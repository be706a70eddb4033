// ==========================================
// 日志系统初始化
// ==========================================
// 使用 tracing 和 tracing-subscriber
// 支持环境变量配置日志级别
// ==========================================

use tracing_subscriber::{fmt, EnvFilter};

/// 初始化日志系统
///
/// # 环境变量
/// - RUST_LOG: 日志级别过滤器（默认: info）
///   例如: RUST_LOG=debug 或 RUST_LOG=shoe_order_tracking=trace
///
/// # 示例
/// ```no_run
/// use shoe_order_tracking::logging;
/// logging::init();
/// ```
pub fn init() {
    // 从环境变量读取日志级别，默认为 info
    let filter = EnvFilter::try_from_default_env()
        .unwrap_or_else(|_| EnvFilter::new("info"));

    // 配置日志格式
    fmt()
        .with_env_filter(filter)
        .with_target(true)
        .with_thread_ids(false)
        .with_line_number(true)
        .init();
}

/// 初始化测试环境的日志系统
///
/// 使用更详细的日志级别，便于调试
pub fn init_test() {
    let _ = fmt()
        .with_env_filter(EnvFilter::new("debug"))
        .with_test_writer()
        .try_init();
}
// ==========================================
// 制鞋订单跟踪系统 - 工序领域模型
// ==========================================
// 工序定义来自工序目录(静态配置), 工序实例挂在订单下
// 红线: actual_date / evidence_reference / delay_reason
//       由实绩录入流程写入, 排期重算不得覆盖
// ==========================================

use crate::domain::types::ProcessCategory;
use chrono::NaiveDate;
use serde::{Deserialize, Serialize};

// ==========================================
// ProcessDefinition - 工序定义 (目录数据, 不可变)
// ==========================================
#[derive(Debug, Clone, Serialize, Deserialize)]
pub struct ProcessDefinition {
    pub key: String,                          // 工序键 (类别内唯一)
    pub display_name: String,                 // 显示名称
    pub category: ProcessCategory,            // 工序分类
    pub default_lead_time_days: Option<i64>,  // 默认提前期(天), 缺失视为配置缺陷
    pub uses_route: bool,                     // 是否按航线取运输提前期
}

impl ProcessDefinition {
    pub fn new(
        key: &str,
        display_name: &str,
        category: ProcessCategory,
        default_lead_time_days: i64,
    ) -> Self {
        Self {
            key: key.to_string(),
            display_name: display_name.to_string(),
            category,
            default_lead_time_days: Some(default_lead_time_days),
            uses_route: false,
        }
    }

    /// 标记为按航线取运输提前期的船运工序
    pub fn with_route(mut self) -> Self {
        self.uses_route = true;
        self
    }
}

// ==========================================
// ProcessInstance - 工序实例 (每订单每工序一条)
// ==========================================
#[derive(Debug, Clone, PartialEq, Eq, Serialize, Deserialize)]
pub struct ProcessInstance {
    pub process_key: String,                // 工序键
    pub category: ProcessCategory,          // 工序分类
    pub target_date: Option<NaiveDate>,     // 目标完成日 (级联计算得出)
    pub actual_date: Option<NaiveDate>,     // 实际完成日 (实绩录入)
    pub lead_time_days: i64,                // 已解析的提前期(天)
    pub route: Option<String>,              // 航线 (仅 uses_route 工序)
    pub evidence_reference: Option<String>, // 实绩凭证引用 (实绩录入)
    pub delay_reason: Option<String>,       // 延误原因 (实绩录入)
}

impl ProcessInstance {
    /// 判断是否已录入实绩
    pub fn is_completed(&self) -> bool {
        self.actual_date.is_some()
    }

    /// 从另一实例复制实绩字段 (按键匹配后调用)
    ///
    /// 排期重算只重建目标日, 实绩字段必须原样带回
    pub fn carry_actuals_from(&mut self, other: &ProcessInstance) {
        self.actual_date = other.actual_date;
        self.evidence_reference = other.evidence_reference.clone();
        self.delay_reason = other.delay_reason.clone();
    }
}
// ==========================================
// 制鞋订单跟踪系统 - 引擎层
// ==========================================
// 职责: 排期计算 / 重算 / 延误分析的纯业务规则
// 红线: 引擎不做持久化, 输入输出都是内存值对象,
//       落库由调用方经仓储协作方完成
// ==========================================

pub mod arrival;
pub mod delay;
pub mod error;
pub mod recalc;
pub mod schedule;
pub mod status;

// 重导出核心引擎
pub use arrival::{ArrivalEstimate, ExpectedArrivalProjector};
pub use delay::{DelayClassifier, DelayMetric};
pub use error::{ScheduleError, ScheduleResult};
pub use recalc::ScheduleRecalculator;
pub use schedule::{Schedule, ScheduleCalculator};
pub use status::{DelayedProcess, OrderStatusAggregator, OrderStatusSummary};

### What needs to be done:
Return only the stretch of the material above from the line holding "pub fn with_route(mut" through the line holding "pub use recalc::ScheduleRecalculator;", copied exactly.

### Solution:
    pub fn with_route(mut self) -> Self {
        self.uses_route = true;
        self
    }
}

// ==========================================
// ProcessInstance - 工序实例 (每订单每工序一条)
// ==========================================
#[derive(Debug, Clone, PartialEq, Eq, Serialize, Deserialize)]
pub struct ProcessInstance {
    pub process_key: String,                // 工序键
    pub category: ProcessCategory,          // 工序分类
    pub target_date: Option<NaiveDate>,     // 目标完成日 (级联计算得出)
    pub actual_date: Option<NaiveDate>,     // 实际完成日 (实绩录入)
    pub lead_time_days: i64,                // 已解析的提前期(天)
    pub route: Option<String>,              // 航线 (仅 uses_route 工序)
    pub evidence_reference: Option<String>, // 实绩凭证引用 (实绩录入)
    pub delay_reason: Option<String>,       // 延误原因 (实绩录入)
}

impl ProcessInstance {
    /// 判断是否已录入实绩
    pub fn is_completed(&self) -> bool {
        self.actual_date.is_some()
    }

    /// 从另一实例复制实绩字段 (按键匹配后调用)
    ///
    /// 排期重算只重建目标日, 实绩字段必须原样带回
    pub fn carry_actuals_from(&mut self, other: &ProcessInstance) {
        self.actual_date = other.actual_date;
        self.evidence_reference = other.evidence_reference.clone();
        self.delay_reason = other.delay_reason.clone();
    }
}
// ==========================================
// 制鞋订单跟踪系统 - 引擎层
// ==========================================
// 职责: 排期计算 / 重算 / 延误分析的纯业务规则
// 红线: 引擎不做持久化, 输入输出都是内存值对象,
//       落库由调用方经仓储协作方完成
// ==========================================

pub mod arrival;
pub mod delay;
pub mod error;
pub mod recalc;
pub mod schedule;
pub mod status;

// 重导出核心引擎
pub use arrival::{ArrivalEstimate, ExpectedArrivalProjector};
pub use delay::{DelayClassifier, DelayMetric};
pub use error::{ScheduleError, ScheduleResult};
pub use recalc::ScheduleRecalculator;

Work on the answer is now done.